This website is the online center for public information for the designated Section 368 Energy Corridors.

Announcements
Section 368 Energy Corridors Final Report Released

The U.S. Bureau of Land Management (BLM), the U.S. Forest Service (USFS), and the U.S. Department of Energy (DOE) have released the Final Report regarding energy placement on Federal lands across Arizona, California, Colorado, Idaho, Montana, Nevada, New Mexico, Oregon, Utah, Washington, and Wyoming. The findings in the Final Report have been identified after a robust and collaborative, multi-year review of the Section 368 energy corridors and in consideration of comments received on the Region 1, Regions 2 and 3, and Regions 4, 5, and 6 reports.
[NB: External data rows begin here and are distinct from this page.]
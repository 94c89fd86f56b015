use std::io::Write;
use std::path::{Path, PathBuf};

use chrono::{NaiveDate, Utc};
use serde::{Deserialize, Serialize};
use thiserror::Error;
use uuid::Uuid;

use super::classify;
use crate::models::{ExpiryStatus, TrackedMedicine, TrackedMedicineEntry};

#[derive(Error, Debug)]
pub enum TrackerError {
    #[error("Tracking store I/O error: {0}")]
    Io(#[from] std::io::Error),

    #[error("Tracking store could not be (de)serialized: {0}")]
    Serialization(#[from] serde_json::Error),

    #[error("No tracked medicine with id {0}")]
    NotFound(Uuid),

    #[error("Medicine name must not be empty")]
    EmptyName,
}

/// On-disk document. The single key is the storage identifier
/// (`config::TRACKED_MEDICINES_KEY`).
#[derive(Debug, Default, Serialize, Deserialize)]
struct StoreDocument {
    #[serde(rename = "medicipher.tracked_medicines.v1", default)]
    entries: Vec<TrackedMedicineEntry>,
}

/// Raised by [`ExpiryTracker::add`] when the medicine is already expired.
#[derive(Debug, Clone, PartialEq, Serialize)]
pub struct ExpiryNotice {
    pub entry_id: Uuid,
    pub name: String,
    pub expiry_date: NaiveDate,
    pub message: String,
}

impl ExpiryNotice {
    fn for_entry(entry: &TrackedMedicineEntry) -> Self {
        Self {
            entry_id: entry.id,
            name: entry.name.clone(),
            expiry_date: entry.expiry_date,
            message: format!(
                "{} expired on {}. Do not use it; dispose of it safely.",
                entry.name,
                entry.expiry_date.format("%Y-%m-%d")
            ),
        }
    }
}

/// File-backed collection of tracked medicines.
///
/// Every mutation is written to disk (temp file + rename) before the
/// in-memory list changes, so a failed write leaves both views unchanged.
#[derive(Debug)]
pub struct ExpiryTracker {
    path: PathBuf,
    entries: Vec<TrackedMedicineEntry>,
}

impl ExpiryTracker {
    /// Open the store at `path`. A missing file is an empty store.
    pub fn open(path: impl Into<PathBuf>) -> Result<Self, TrackerError> {
        let path = path.into();
        let entries = match std::fs::read_to_string(&path) {
            Ok(raw) => serde_json::from_str::<StoreDocument>(&raw)?.entries,
            Err(e) if e.kind() == std::io::ErrorKind::NotFound => Vec::new(),
            Err(e) => return Err(e.into()),
        };

        tracing::debug!(path = %path.display(), entries = entries.len(), "Tracking store opened");
        Ok(Self { path, entries })
    }

    pub fn path(&self) -> &Path {
        &self.path
    }

    /// Entries with the status recorded when each was added.
    pub fn entries(&self) -> &[TrackedMedicineEntry] {
        &self.entries
    }

    /// Entries with the status recomputed against `today`.
    pub fn entries_as_of(&self, today: NaiveDate) -> Vec<TrackedMedicineEntry> {
        self.entries
            .iter()
            .map(|entry| TrackedMedicineEntry {
                status: classify(entry.expiry_date, today),
                ..entry.clone()
            })
            .collect()
    }

    /// Record a medicine. Returns a notice when it is already expired.
    pub fn add(
        &mut self,
        name: &str,
        expiry_date: NaiveDate,
        today: NaiveDate,
    ) -> Result<(TrackedMedicineEntry, Option<ExpiryNotice>), TrackerError> {
        let name = name.trim();
        if name.is_empty() {
            return Err(TrackerError::EmptyName);
        }

        let entry = TrackedMedicineEntry {
            id: Uuid::new_v4(),
            name: name.to_string(),
            expiry_date,
            status: classify(expiry_date, today),
            created_at: Utc::now(),
        };

        let mut updated = self.entries.clone();
        updated.push(entry.clone());
        self.commit(updated)?;

        tracing::info!(id = %entry.id, status = %entry.status, "Tracked medicine added");

        let notice = (entry.status == ExpiryStatus::Expired).then(|| ExpiryNotice::for_entry(&entry));
        Ok((entry, notice))
    }

    /// Delete an entry by id and return it.
    pub fn remove(&mut self, id: Uuid) -> Result<TrackedMedicineEntry, TrackerError> {
        let position = self
            .entries
            .iter()
            .position(|e| e.id == id)
            .ok_or(TrackerError::NotFound(id))?;

        let mut updated = self.entries.clone();
        let removed = updated.remove(position);
        self.commit(updated)?;

        tracing::info!(id = %id, "Tracked medicine removed");
        Ok(removed)
    }

    /// Persist statuses recomputed against `today`. Returns how many changed.
    pub fn refresh(&mut self, today: NaiveDate) -> Result<usize, TrackerError> {
        let updated = self.entries_as_of(today);
        let changed = updated
            .iter()
            .zip(&self.entries)
            .filter(|(new, old)| new.status != old.status)
            .count();

        if changed > 0 {
            self.commit(updated)?;
            tracing::info!(changed, "Tracked medicine statuses refreshed");
        }
        Ok(changed)
    }

    /// The `(name, expiry_date)` pairs fed into an analysis request.
    pub fn as_tracked_medicines(&self) -> Vec<TrackedMedicine> {
        self.entries
            .iter()
            .map(|e| TrackedMedicine::new(e.name.clone(), e.expiry_date))
            .collect()
    }

    fn commit(&mut self, entries: Vec<TrackedMedicineEntry>) -> Result<(), TrackerError> {
        let document = StoreDocument { entries };
        write_atomically(&self.path, &document)?;
        self.entries = document.entries;
        Ok(())
    }
}

fn write_atomically(path: &Path, document: &StoreDocument) -> Result<(), TrackerError> {
    let dir = match path.parent() {
        Some(parent) if !parent.as_os_str().is_empty() => parent,
        _ => Path::new("."),
    };
    std::fs::create_dir_all(dir)?;

    let mut tmp = tempfile::NamedTempFile::new_in(dir)?;
    serde_json::to_writer_pretty(&mut tmp, document)?;
    tmp.write_all(b"\n")?;
    tmp.as_file().sync_all()?;
    tmp.persist(path).map_err(|e| TrackerError::Io(e.error))?;
    Ok(())
}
The Final Report provides:

  • Recommendations for revisions, deletions and additions to Section 368 energy corridors;
  • A suggested framework for BLM and USFS planners to use when performing additional analyses of Section 368 energy corridors during future land use planning; and
  • Recommendations for revisions, deletions and additions to interagency operating procedures (IOPs) to minimize resource concerns and improve corridor utility.

Background

Section 368 of the Energy Policy Act of 2005 (the Act), Public Law 109-58 (H.R. 6), enacted August 8, 2005, directed the Secretaries of Agriculture, Commerce, Defense, Energy, and the Interior to designate under their respective authorities corridors on federal land in 11 Western States (Arizona, California, Colorado, Idaho, Montana, Nevada, New Mexico, Oregon, Utah, Washington, and Wyoming) for oil, gas, and hydrogen pipelines and electricity transmission and distribution facilities (energy corridors).
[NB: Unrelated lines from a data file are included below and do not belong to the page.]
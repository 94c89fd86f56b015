//! Short general-wellness tips shown alongside results.

use chrono::{Datelike, NaiveDate};
use rand::seq::SliceRandom;

pub const HEALTH_TIPS: [&str; 7] = [
    "Stay hydrated! Aim for 8 glasses of water a day.",
    "Try to get at least 30 minutes of light exercise today.",
    "Always complete your full course of antibiotics, even if you feel better.",
    "Store medicines in a cool, dry place away from direct sunlight.",
    "Take your medicines at the same time every day to build a habit.",
    "A balanced diet rich in greens boosts your immunity naturally.",
    "Prioritize 7-8 hours of sleep for better physical and mental health.",
];

/// A random tip.
pub fn health_tip() -> &'static str {
    let mut rng = rand::thread_rng();
    HEALTH_TIPS.choose(&mut rng).copied().unwrap_or(HEALTH_TIPS[0])
}

/// The tip of the day: stable for a given date, rotates daily.
pub fn health_tip_for(date: NaiveDate) -> &'static str {
    let day = date.num_days_from_ce().rem_euclid(HEALTH_TIPS.len() as i32);
    HEALTH_TIPS[day as usize]
}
The Bureau of Land Management (BLM), U.S. Department of Energy (DOE), U.S. Forest Service (USFS), U.S. Department of Defense (DoD), and the U.S. Fish and Wildlife Service (USFWS) issued a Draft Programmatic Environmental Impact Statement (PEIS) on November 16, 2007 and a Final PEIS on November 20, 2008 that evaluated issues associated with the designation of energy corridors on federal lands in eleven Western states. The PEIS identified potential corridors; evaluated effects of potential future development within designated corridors; identified mitigation measures for such effects; and developed Interagency Operating Procedures (IOPs) applicable to planning, construction, operation, and decommissioning of future projects within the corridors.

Based upon the information and analyses developed in the PEIS, the Secretaries of the Interior and Agriculture signed Records of Decision (RODs) in 2009 designating Section 368 energy corridors by amending land and resource management plans on lands administered by their respective agencies in the eleven Western states.
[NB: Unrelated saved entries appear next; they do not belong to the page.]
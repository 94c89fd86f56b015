pub mod enums;
pub mod prescription;
pub mod tracking;

pub use enums::*;
pub use prescription::*;
pub use tracking::*;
The designation of energy transport corridors in land and resource management plans identified the preferred locations for development of energy transport projects on lands administered by the USFS and BLM. These locations were selected to avoid significant known resource and environmental conflicts, promote renewable energy development in the West, improve reliability, relieve congestion, and enhance the capability of the national grid to deliver electricity.

The IOPs are intended to expedite the permitting process; provide coordinated, consistent interagency management procedures for permitting rights of way (ROWs) within the corridors; and identify mandatory requirements for future projects.

The evaluation of future project-related environmental impacts must await site-specific proposals and the required site-specific environmental review. A quantifiable and accurate evaluation of impacts at the local project level can be made only in response to an actual proposed energy project, when a proposal for an action with specific environmental consequences exists.

Settlement Agreement

In July 2009, the Wilderness Society, BARK, Center for Biological Diversity, Defenders of Wildlife, Great Old Broads for Wilderness, Klamath-Siskiyou Wildlands Center, National Parks Conservation Association, National Trust for Historic Preservation, Natural Resources Defense Council, Oregon Natural Desert Association, Sierra Club, Southern Utah Wilderness Alliance, Western Resource Advocates, Western Watersheds Project, and County of San Miguel, Colorado (Plaintiffs) filed a complaint against the Agencies challenging the PEIS, DOI and USFS RODs, and associated Section 368 energy corridor designations (Wilderness Society, et al. v. United States Department of the Interior, et al., No. 3:09-cv-03048-JW [N.D. Cal.]) pursuant to the Energy Policy Act, National Environmental Policy Act, Endangered Species Act, and the Federal Land Policy and Management Act. In July 2012, the BLM, USFS, Department of Energy (DOE), and the Department of Justice entered into a Settlement Agreement with the Plaintiffs that contains specific actions to resolve the challenges in the Complaint.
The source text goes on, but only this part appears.